■ **TASK INSTRUCTIONS**
Where a line of the records holds the string "warn", copy that line.

INFORMATION SUPPLIED Start Marker

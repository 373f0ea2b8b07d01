//! Peer Key-Value Cluster Library
//!
//! This library crate defines the modules that make up one self-organizing
//! cluster node. It serves as the foundation for the binary executable (`main.rs`).
//!
//! ## Architecture Modules
//!
//! - **`membership`**: UDP heartbeat discovery. Nodes broadcast a heartbeat carrying
//!   a shared secret; listeners admit matching senders into an append-only membership set.
//! - **`storage`**: The in-memory key-value store and the replication engine that
//!   pushes client writes to every known peer (one hop, best-effort).
//! - **`node`**: Runtime wiring. Binds sockets, builds the HTTP router and supervises
//!   the discovery and HTTP tasks with cooperative shutdown.
//! - **`config`**: Node settings and their defaults.

pub mod config;
pub mod membership;
pub mod node;
pub mod storage;
use clap::Parser;
use peer_kv::config::{
    self, DEFAULT_HEARTBEAT_INTERVAL, DEFAULT_HTTP_PORT, DEFAULT_REPLICATION_TIMEOUT, NodeConfig,
};
use peer_kv::membership::types::ClusterSecret;
use peer_kv::node::ClusterNode;
use std::net::SocketAddr;
use std::time::Duration;
use tracing_subscriber::EnvFilter;

#[derive(Parser, Debug)]
#[command(author, version, about, long_about = None)]
struct Cli {
    /// Shared cluster secret. Only nodes presenting the same secret are admitted.
    #[arg(env = "PEER_KV_SECRET", hide_env_values = true)]
    secret: String,

    /// Address the HTTP API listens on.
    #[arg(long, env = "PEER_KV_HTTP_BIND", default_value_t = config::default_http_bind())]
    http_bind: SocketAddr,

    /// Address heartbeats are received on.
    #[arg(long, env = "PEER_KV_DISCOVERY_BIND", default_value_t = config::default_discovery_bind())]
    discovery_bind: SocketAddr,

    /// Where heartbeats are sent.
    #[arg(long, env = "PEER_KV_BROADCAST_ADDR", default_value_t = config::default_broadcast_addr())]
    broadcast_addr: SocketAddr,

    /// Milliseconds between heartbeats.
    #[arg(long, env = "PEER_KV_HEARTBEAT_MS", default_value_t = DEFAULT_HEARTBEAT_INTERVAL.as_millis() as u64)]
    heartbeat_ms: u64,

    /// Per-peer timeout for replicated writes, in milliseconds.
    #[arg(long, env = "PEER_KV_REPLICATION_TIMEOUT_MS", default_value_t = DEFAULT_REPLICATION_TIMEOUT.as_millis() as u64)]
    replication_timeout_ms: u64,

    /// HTTP port assumed for peers that do not announce one.
    #[arg(long, env = "PEER_KV_PEER_HTTP_PORT", default_value_t = DEFAULT_HTTP_PORT)]
    peer_http_port: u16,
}

impl From<Cli> for NodeConfig {
    fn from(cli: Cli) -> Self {
        Self {
            secret: ClusterSecret::new(cli.secret),
            http_bind: cli.http_bind,
            discovery_bind: cli.discovery_bind,
            broadcast_addr: cli.broadcast_addr,
            heartbeat_interval: Duration::from_millis(cli.heartbeat_ms),
            replication_timeout: Duration::from_millis(cli.replication_timeout_ms),
            peer_http_port: cli.peer_http_port,
        }
    }
}

#[tokio::main]
async fn main() -> anyhow::Result<()> {
    tracing_subscriber::fmt()
        .with_env_filter(
            EnvFilter::try_from_default_env().unwrap_or_else(|_| EnvFilter::new("info")),
        )
        .init();

    let config: NodeConfig = Cli::parse().into();

    tracing::info!("Starting peer-kv node");

    let node = match ClusterNode::bind(config).await {
        Ok(node) => node,
        Err(e) => {
            tracing::error!("Startup failed: {:#}", e);
            return Err(e);
        }
    };

    tracing::info!("Press Ctrl+C to shutdown");

    if let Err(e) = node.run(shutdown_signal()).await {
        tracing::error!("Node terminated: {:#}", e);
        return Err(e);
    }

    tracing::info!("Shutdown complete");
    Ok(())
}

async fn shutdown_signal() {
    let ctrl_c = async {
        if let Err(e) = tokio::signal::ctrl_c().await {
            tracing::warn!("Failed to install Ctrl+C handler: {}", e);
            std::future::pending::<()>().await;
        }
    };

    #[cfg(unix)]
    let terminate = async {
        match tokio::signal::unix::signal(tokio::signal::unix::SignalKind::terminate()) {
            Ok(mut signal) => {
                signal.recv().await;
            }
            Err(e) => {
                tracing::warn!("Failed to install SIGTERM handler: {}", e);
                std::future::pending::<()>().await;
            }
        }
    };

    #[cfg(not(unix))]
    let terminate = std::future::pending::<()>();

    tokio::select! {
        _ = ctrl_c => tracing::info!("Received Ctrl+C, initiating graceful shutdown..."),
        _ = terminate => tracing::info!("Received SIGTERM, initiating graceful shutdown..."),
    }
}
use axum::body::Bytes;
use dashmap::DashMap;

/// Local in-memory key-value store.
///
/// Values are opaque byte payloads. Every `put` overwrites unconditionally,
/// whether it comes from a client write or a replicated peer-write; there is
/// no versioning, so the last write to arrive wins. Each key lives in a single
/// `DashMap` shard, and `put`/`get` on that key are serialised by the shard
/// lock, which keeps them linearizable with respect to each other.
#[derive(Debug, Default)]
pub struct KvStore {
    data: DashMap<String, Bytes>,
}

impl KvStore {
    pub fn new() -> Self {
        Self::default()
    }

    pub fn put(&self, key: impl Into<String>, value: Bytes) {
        self.data.insert(key.into(), value);
    }

    pub fn get(&self, key: &str) -> Option<Bytes> {
        self.data.get(key).map(|entry| entry.value().clone())
    }

    pub fn len(&self) -> usize {
        self.data.len()
    }

    pub fn is_empty(&self) -> bool {
        self.data.is_empty()
    }
}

INFORMATION SUPPLIED End Marker

■ **RESPONSE TO THIS EXERCISE**
            tracing::warn!("Failed to install Ctrl+C handler: {}", e);
                tracing::warn!("Failed to install SIGTERM handler: {}", e);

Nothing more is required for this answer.